This isn't a rally cry for incels, mass shooters, or racist white men. This film is a wake up call to our world. It's a film that gets under your skin and forces you to look at the underbelly of society that we all like to conveniently push under the rug and forget that it exists, including the people who slip through the cracks and can't function in society. But what happens when what we push under the rug creeps back out and bears all of society's failures before us with vengeance, anger, and lives taken in a horrifying, nightmare-inducing sacrifice that demands payment in blood for wrongdoing?
Joker is a film that poses difficult questions to ugly dilemmas and has no easy answers for why. It shows how these things can get to a point and the aftermath, but like real life, it doesn't give the answers in between that shed light, provide closure, and perhaps even give preventative steps for the future. No.

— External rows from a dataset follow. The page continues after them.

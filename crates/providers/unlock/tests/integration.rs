use entitle_domain::{AuthorizationStatus, Environment, Feature, Product, Target};
use entitle_manager::Manager;
use entitle_unlock_provider::UnlockProvider;
use std::sync::Arc;
use std::sync::atomic::{AtomicUsize, Ordering};
use tokio::sync::mpsc;

#[tokio::test]
async fn unlock_provider_authorizes_bundled_features() {
    let manager = Manager::new();

    let scanner = Feature::new("document-scanner", "Document Scanner");
    manager.register_feature(scanner.clone()).await.unwrap();
    manager
        .register_product(Product::new("bundle.pro", "Pro Features", [scanner.identifier.clone()]))
        .await
        .unwrap();

    manager
        .add_provider(Arc::new(UnlockProvider::new(["bundle.pro"])))
        .await
        .unwrap();

    let (tx, mut rx) = mpsc::unbounded_channel();
    let _observer = manager
        .observe_products(
            vec!["bundle.pro".into()],
            vec!["document-scanner".into()],
            Environment::new("account-1"),
            None,
            move |update| {
                let _ = tx.send(update.clone());
            },
        )
        .await
        .unwrap();

    let initial = rx.recv().await.unwrap();
    assert_eq!(
        initial.get(&Target::Product("bundle.pro".into())),
        Some(&AuthorizationStatus::Granted)
    );
    assert_eq!(
        initial.get(&Target::Feature("document-scanner".into())),
        Some(&AuthorizationStatus::Granted),
        "a product grant must cover its bundled features"
    );
}

#[tokio::test]
async fn environment_scoped_unlock_abstains_elsewhere() {
    let manager = Manager::new();
    manager
        .register_product(Product::new("bundle.pro", "Pro Features", []))
        .await
        .unwrap();
    manager
        .add_provider(Arc::new(
            UnlockProvider::new(["bundle.pro"]).for_environment("enterprise"),
        ))
        .await
        .unwrap();

    let calls = Arc::new(AtomicUsize::new(0));
    let (tx, mut rx) = mpsc::unbounded_channel();
    let counter = calls.clone();
    let _observer = manager
        .observe_products(
            vec!["bundle.pro".into()],
            vec![],
            Environment::new("personal"),
            None,
            move |update| {
                counter.fetch_add(1, Ordering::SeqCst);
                let _ = tx.send(update.clone());
            },
        )
        .await
        .unwrap();

    let initial = rx.recv().await.unwrap();
    assert_eq!(
        initial.get(&Target::Product("bundle.pro".into())),
        Some(&AuthorizationStatus::Unknown),
        "out-of-scope environments must resolve unknown, not denied"
    );
    assert_eq!(calls.load(Ordering::SeqCst), 1);
}
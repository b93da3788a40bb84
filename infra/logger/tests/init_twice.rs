use entitle_logger::{Logger, LoggerError};
use serial_test::serial;

#[test]
#[serial]
fn second_init_in_the_same_process_fails() {
    let _logger = Logger::builder("integration-init-once").init().expect("first init succeeds");

    let err = Logger::builder("integration-init-twice").init().unwrap_err();
    assert!(matches!(err, LoggerError::Subscriber { .. }));
}
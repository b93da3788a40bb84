use std::borrow::Cow;
use thiserror::Error;

/// Errors surfaced by [`Manager`](crate::Manager) operations.
///
/// Provider faults never appear here: they are contained at the resolution
/// boundary, logged, and excluded from aggregation. The manager itself only
/// fails when its task queue is no longer able to accept or complete work.
#[derive(Debug, Error)]
pub enum ManagerError {
    /// The sequential task queue has shut down and can no longer accept work.
    #[error("task queue closed: {message}")]
    QueueClosed { message: Cow<'static, str> },
}

/// Errors a [`Provider`](crate::Provider) may report while answering an
/// entitlement or offer query.
///
/// These are isolated per provider: a failing provider is skipped for the
/// current resolution pass and never aborts evaluation of the others.
#[derive(Debug, Error)]
pub enum ProviderError {
    /// The provider's backing store or service could not be reached.
    #[error("provider backend unavailable: {message}")]
    Unavailable { message: Cow<'static, str> },

    /// Internal fallback for unexpected provider faults.
    #[error("internal provider error: {message}")]
    Internal { message: Cow<'static, str> },
}

impl From<&'static str> for ProviderError {
    fn from(s: &'static str) -> Self {
        Self::Internal { message: Cow::Borrowed(s) }
    }
}

impl From<String> for ProviderError {
    fn from(s: String) -> Self {
        Self::Internal { message: Cow::Owned(s) }
    }
}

Like real life, it's ugly, it's painful, and we don't want to talk about it. We just move on, blame certain factors, attempt to pass legislation against those blamed factors, and pat ourselves on the back thinking we've made a quantum leap forward in improving society. It's a vicious punch in the gut that pries open your eyelids, forcing you to look into the nightmarish abyss that lies beneath the surface of society.
Arthur Fleck is a mentally troubled man who suffers from uncontrollable fits of laughter when his emotions bubble to the surface. He works as a clown entertainer, he aspires to be a comedian (Including religiously watching the late night program hosted by comedian, Murray Franklin), and lives and takes care of his mother (Who, 30 years ago, worked as a maid for the rich Wayne family. She also writes letters to Thomas Wayne, thinking he'll provide monetary support to them and supports his campaign for mayor). He's on medication and seeing a therapist weekly, but is barely functioning despite being on seven different medications. It also doesn't help that his therapist seems to be going through the motions and doesn't really pay attention to what he says.
His city, Gotham, is in a state of despair. Crime is on the rise and economic hardships abound. So bad is the state of the city that the garbage men are on strike, causing tons of garbage to pile up in the street and the rats have become super rats. Of course, in the midst of the turmoil, political hopefuls, such as Thomas Wayne can't help but pounce on the issues with promises of a brighter tomorrow to stroke their own egos behind a false smile that would make the shadiest car salesman seem humble by comparison.
Arthur's fragile world soon begins to crumble, when during a job simply holding a sign and dancing for a store's going out of business sale, his sign is stolen, and when he pursues the thieves, he gets jumped and beaten. After the incident, one of his fellow clown performer co-workers gives him a gun for protection (Despite Arthur not being allowed to have a firearm due to his mental illness). As if being attacked weren't bad enough, he is accused of stealing the sign as his boss refuses to believe his story and he loses a portion of his paycheck to pay for the sign.
Things only go downhill more when the city cuts funding across the board, including mental health services, leaving Arthur without a therapist or a means to get his medications. He then loses his job after a performance at a children's hospital in which his gun falls from his pocket.
Soon, Arthur is thrown into despair and what emerges from that despair that chips away at his fragile facade piece by piece will shatter and devastate the entire populace of Gotham City.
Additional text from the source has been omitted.